* **Exercise directions**
Only these lines of the data below are wanted: the one with "to the connection", the one with "Self::Decode(_)", and any lines between them, each repeated exactly.
Start of Block
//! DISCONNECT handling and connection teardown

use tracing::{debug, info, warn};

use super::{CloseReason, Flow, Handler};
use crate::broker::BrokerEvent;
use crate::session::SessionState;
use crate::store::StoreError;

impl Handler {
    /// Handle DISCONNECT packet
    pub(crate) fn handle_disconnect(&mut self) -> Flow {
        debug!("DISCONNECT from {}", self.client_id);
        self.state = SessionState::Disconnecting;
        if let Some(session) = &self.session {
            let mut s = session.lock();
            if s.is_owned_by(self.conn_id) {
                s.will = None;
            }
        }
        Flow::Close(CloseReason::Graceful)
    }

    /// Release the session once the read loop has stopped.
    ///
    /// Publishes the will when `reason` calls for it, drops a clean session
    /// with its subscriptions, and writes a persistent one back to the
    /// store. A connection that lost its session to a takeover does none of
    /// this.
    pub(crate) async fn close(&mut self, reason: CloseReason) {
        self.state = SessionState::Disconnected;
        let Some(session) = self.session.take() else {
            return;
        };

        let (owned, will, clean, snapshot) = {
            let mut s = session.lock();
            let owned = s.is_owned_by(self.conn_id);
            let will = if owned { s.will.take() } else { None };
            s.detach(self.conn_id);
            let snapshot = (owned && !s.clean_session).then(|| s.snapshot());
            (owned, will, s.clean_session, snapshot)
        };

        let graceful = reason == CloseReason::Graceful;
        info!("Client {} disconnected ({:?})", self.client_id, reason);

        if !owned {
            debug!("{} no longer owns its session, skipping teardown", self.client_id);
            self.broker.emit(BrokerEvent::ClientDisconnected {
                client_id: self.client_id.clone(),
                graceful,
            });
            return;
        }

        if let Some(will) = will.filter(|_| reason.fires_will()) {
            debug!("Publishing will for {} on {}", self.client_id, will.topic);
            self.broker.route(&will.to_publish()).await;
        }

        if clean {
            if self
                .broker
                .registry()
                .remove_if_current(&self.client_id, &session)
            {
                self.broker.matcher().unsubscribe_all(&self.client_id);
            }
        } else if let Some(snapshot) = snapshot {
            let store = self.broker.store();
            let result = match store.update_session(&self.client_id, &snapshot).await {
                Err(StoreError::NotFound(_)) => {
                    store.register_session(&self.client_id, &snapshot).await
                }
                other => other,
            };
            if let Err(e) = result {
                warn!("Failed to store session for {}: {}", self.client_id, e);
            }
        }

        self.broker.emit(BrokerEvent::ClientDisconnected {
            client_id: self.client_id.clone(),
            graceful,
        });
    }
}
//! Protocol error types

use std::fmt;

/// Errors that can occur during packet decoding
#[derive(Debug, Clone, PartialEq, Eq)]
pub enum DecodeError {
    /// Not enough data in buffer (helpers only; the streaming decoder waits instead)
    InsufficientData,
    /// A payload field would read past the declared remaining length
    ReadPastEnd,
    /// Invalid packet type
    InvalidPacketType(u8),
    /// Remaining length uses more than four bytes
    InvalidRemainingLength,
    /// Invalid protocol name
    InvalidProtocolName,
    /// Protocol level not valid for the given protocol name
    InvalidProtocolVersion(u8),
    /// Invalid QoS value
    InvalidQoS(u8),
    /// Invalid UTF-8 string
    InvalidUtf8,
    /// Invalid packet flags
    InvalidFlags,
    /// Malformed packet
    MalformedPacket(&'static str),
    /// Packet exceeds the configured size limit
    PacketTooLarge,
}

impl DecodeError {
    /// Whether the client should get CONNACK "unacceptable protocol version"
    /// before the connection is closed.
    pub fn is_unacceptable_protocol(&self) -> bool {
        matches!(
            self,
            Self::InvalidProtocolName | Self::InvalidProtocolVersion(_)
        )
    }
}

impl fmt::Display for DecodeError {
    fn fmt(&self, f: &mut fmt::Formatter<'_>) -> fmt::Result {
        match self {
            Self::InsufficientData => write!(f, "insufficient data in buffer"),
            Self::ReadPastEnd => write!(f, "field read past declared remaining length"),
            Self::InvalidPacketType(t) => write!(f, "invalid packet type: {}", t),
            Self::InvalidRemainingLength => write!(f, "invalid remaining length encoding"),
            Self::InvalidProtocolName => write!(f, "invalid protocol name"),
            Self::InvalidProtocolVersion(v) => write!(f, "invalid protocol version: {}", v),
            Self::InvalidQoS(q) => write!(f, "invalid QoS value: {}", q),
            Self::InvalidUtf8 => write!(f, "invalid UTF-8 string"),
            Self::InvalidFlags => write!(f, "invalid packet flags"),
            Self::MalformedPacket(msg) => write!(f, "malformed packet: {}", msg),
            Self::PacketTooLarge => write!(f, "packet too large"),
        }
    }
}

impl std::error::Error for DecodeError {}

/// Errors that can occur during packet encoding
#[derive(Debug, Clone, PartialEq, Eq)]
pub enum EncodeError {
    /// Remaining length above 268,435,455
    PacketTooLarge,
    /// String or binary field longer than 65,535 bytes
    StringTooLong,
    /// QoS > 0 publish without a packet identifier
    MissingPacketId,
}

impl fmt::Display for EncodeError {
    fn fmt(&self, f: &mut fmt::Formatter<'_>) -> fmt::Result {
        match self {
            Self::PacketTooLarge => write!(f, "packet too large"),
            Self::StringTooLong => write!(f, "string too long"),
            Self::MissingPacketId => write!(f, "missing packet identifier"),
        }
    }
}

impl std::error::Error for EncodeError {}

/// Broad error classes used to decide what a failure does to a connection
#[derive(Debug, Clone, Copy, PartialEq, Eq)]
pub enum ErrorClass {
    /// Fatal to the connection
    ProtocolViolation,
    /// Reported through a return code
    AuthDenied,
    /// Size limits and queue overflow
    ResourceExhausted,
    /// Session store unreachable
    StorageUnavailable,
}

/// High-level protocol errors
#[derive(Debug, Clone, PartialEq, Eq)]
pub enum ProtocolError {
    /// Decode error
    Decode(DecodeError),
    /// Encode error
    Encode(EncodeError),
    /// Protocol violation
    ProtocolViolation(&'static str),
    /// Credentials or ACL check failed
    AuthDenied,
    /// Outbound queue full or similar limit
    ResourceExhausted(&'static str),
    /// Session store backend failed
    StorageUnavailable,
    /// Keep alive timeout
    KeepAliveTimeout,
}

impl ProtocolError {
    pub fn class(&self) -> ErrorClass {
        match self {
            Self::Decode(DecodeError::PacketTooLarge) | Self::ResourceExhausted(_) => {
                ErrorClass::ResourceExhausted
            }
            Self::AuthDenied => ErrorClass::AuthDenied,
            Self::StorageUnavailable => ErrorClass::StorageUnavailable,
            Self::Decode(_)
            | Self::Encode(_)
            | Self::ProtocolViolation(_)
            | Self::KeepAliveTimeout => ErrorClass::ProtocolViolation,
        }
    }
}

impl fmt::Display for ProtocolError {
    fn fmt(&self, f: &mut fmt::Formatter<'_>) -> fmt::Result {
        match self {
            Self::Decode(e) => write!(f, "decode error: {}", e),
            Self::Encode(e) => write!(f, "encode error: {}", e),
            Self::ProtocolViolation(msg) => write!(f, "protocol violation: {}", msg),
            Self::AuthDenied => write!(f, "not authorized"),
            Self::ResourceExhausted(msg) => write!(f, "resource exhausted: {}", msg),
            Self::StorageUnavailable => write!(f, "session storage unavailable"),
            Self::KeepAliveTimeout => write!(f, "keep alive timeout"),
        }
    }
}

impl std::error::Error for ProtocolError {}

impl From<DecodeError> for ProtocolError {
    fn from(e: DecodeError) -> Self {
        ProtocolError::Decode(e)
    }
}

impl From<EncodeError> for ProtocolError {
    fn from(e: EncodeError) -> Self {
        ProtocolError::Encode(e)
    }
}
End of Block
* **Your response**
    /// Fatal to the connection
    ProtocolViolation,
    /// Reported through a return code
    AuthDenied,
    /// Size limits and queue overflow
    ResourceExhausted,
    /// Session store unreachable
    StorageUnavailable,
}

/// High-level protocol errors
#[derive(Debug, Clone, PartialEq, Eq)]
pub enum ProtocolError {
    /// Decode error
    Decode(DecodeError),
    /// Encode error
    Encode(EncodeError),
    /// Protocol violation
    ProtocolViolation(&'static str),
    /// Credentials or ACL check failed
    AuthDenied,
    /// Outbound queue full or similar limit
    ResourceExhausted(&'static str),
    /// Session store backend failed
    StorageUnavailable,
    /// Keep alive timeout
    KeepAliveTimeout,
}

impl ProtocolError {
    pub fn class(&self) -> ErrorClass {
        match self {
            Self::Decode(DecodeError::PacketTooLarge) | Self::ResourceExhausted(_) => {
                ErrorClass::ResourceExhausted
            }
            Self::AuthDenied => ErrorClass::AuthDenied,
            Self::StorageUnavailable => ErrorClass::StorageUnavailable,
            Self::Decode(_)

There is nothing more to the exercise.